There are short video explorations of the five islands which the Dawn Treader voyages to during the movie. They are Goldwwater Island (¾ minute), the Lone Islands (¾ minute). Magician’s Island (¾ minute), Ramandu’s Island (1 minute), and Dark Island (1 minute).
There are eight brief featurettes on friends and foes of Narnia. They are the dragon (1 minute), the Minotaur (¾ minute), Dufflepuds (1 minute), Reepicheep (1 ¼ minutes), Aslan (1 minute), Liliandil ( ¾ minute), White Witch (½ minute), and the sea serpent (¾ minute).
“The Epic Continues” has director Michael Apted and the cast providing an overview of the narrative for this installment of the series. It runs 2 ¼ minutes.
“Portal to Narnia” explains how the effect was achieved in which the children were transported through the sea painting into Narnia early in the movie. It runs 7 ¼ minutes.
“Battle on the Sea” shows how the climactic fight with the sea serpent was filmed on an Australian soundstage in this interesting 11-minute featurette.
“The Secret Islands” is narrated by Ben Barnes as he describes events that transpired between the end of Prince Caspian and the beginning of this film, illustrated with colorful animated drawings. It runs 7 ¼ minutes.
A progressive montage of special effects enhancements is narrated by director Michael Apted as we see bare film with layer upon layer of special effects added to get to the finished product. This runs 13 minutes.

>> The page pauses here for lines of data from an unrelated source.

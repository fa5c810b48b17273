use serde::Deserialize;

use crate::error::RegistryError;
use crate::identifier::IdentifierRule;
use crate::model::KeyScheme;
use crate::score::ScorerKind;

// ---------------------------------------------------------------------------
// Top-level config
// ---------------------------------------------------------------------------

/// Run configuration, usually loaded from a `*.terceros.toml` file.
/// Every section is optional; an empty document is a valid config.
#[derive(Debug, Clone, Deserialize)]
#[serde(deny_unknown_fields)]
pub struct RegistryConfig {
    #[serde(default = "default_name")]
    pub name: String,
    #[serde(default)]
    pub key_scheme: KeyScheme,
    #[serde(default)]
    pub scorer: ScorerKind,
    #[serde(default)]
    pub identifier: IdentifierRule,
    #[serde(default)]
    pub names: NamesConfig,
    #[serde(default)]
    pub transforms: TransformsConfig,
    #[serde(default)]
    pub sql: SqlConfig,
}

fn default_name() -> String {
    "terceros".into()
}

impl Default for RegistryConfig {
    fn default() -> Self {
        Self {
            name: default_name(),
            key_scheme: KeyScheme::default(),
            scorer: ScorerKind::default(),
            identifier: IdentifierRule::default(),
            names: NamesConfig::default(),
            transforms: TransformsConfig::default(),
            sql: SqlConfig::default(),
        }
    }
}

// ---------------------------------------------------------------------------
// Names
// ---------------------------------------------------------------------------

#[derive(Debug, Clone, Default, Deserialize)]
#[serde(deny_unknown_fields)]
pub struct NamesConfig {
    /// Placeholder words rejected in addition to the built-in stoplist.
    #[serde(default)]
    pub extra_stoplist: Vec<String>,
}

// ---------------------------------------------------------------------------
// Transforms
// ---------------------------------------------------------------------------

#[derive(Debug, Clone, Deserialize)]
#[serde(deny_unknown_fields)]
pub struct TransformsConfig {
    #[serde(default = "enabled")]
    pub repair_document_type: bool,
    #[serde(default = "enabled")]
    pub strip_document_prefix: bool,
    #[serde(default = "enabled")]
    pub split_full_name: bool,
}

fn enabled() -> bool {
    true
}

impl Default for TransformsConfig {
    fn default() -> Self {
        Self {
            repair_document_type: true,
            strip_document_prefix: true,
            split_full_name: true,
        }
    }
}

// ---------------------------------------------------------------------------
// SQL rendering
// ---------------------------------------------------------------------------

#[derive(Debug, Clone, Deserialize)]
#[serde(deny_unknown_fields)]
pub struct SqlConfig {
    #[serde(default = "default_table")]
    pub table: String,
    /// Emits a `USE <database>;` header when set.
    #[serde(default)]
    pub database: Option<String>,
    #[serde(default = "default_rows_per_statement")]
    pub rows_per_statement: usize,
    #[serde(default = "default_statements_per_file")]
    pub statements_per_file: usize,
}

fn default_table() -> String {
    "t_tercero".into()
}

fn default_rows_per_statement() -> usize {
    1000
}

fn default_statements_per_file() -> usize {
    100
}

impl Default for SqlConfig {
    fn default() -> Self {
        Self {
            table: default_table(),
            database: None,
            rows_per_statement: default_rows_per_statement(),
            statements_per_file: default_statements_per_file(),
        }
    }
}

// ---------------------------------------------------------------------------
// Parse + Validate
// ---------------------------------------------------------------------------

impl RegistryConfig {
    pub fn from_toml(input: &str) -> Result<Self, RegistryError> {
        let config: RegistryConfig =
            toml::from_str(input).map_err(|e| RegistryError::ConfigParse(e.to_string()))?;
        config.validate()?;
        Ok(config)
    }

    pub fn validate(&self) -> Result<(), RegistryError> {
        let rule = &self.identifier;
        if rule.min_digits == 0 || rule.min_digits > rule.max_digits {
            return Err(RegistryError::ConfigValidation(format!(
                "identifier digits must satisfy 1 <= min_digits <= max_digits, got {}..={}",
                rule.min_digits, rule.max_digits
            )));
        }

        if self.sql.table.trim().is_empty() {
            return Err(RegistryError::ConfigValidation("sql.table must not be empty".into()));
        }

        if self.sql.rows_per_statement == 0 || self.sql.statements_per_file == 0 {
            return Err(RegistryError::ConfigValidation(
                "sql.rows_per_statement and sql.statements_per_file must be at least 1".into(),
            ));
        }

        Ok(())
    }
}

// ---------------------------------------------------------------------------
// Tests
// ---------------------------------------------------------------------------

King Caspian’s Guide to the Dawn Treader” is also narrated by Ben Barnes as he takes us on a 4 ¼-minute tour of his vessel separated into five sections.
Four deleted scenes may be viewed separately or together in one 4 ½-minute grouping.
“Search for Swords” is a family game requiring memorizing the locations of the seven swords in order to win the game.
There are four Fox Movie Channel featurettes dealing with the film. All are presented in 480i. Liam Neeson discusses his work on the project in a 5-minute piece. Georgie Henley and Will Poulter together discuss doing their own stunts and their opinions of the film in a 5 ¼-minute vignette. Director Michael Apted discusses his work on the movie in a 6 ½-minute clip. Another examination of how the entry into Narnia was filmed provides the fourth segment lasting 9 ¼ minutes.
The film’s theatrical trailer runs 2 ¼ minutes.
There are promo trailers for Rio and Marley & Me: The Puppy Years.
The disc is BD-Live ready, and there is one exclusive entry for the film: Carrie Underwood’s music video of “There’s a Place for Us” which runs 1 minute. Three other entries are also present on the Blu-ray disc.
The second disc in the set is a DVD copy of the movie.
The third disc is a digital copy of the movie with enclosed instructions for transfer to Mac or PC devices.
Also included in the package is a set of ten collectible post cards for the film.
4/5 (not an average)
It’s surprising how entertaining and involving The Chronicles of Narnia: The Voyage of the Dawn Treader can be. The Blu-ray features reference quality picture and sound and a host of extras (even though navigating through the bonus features is a bit of a chore with the way they’re arranged on the disc). Recommended!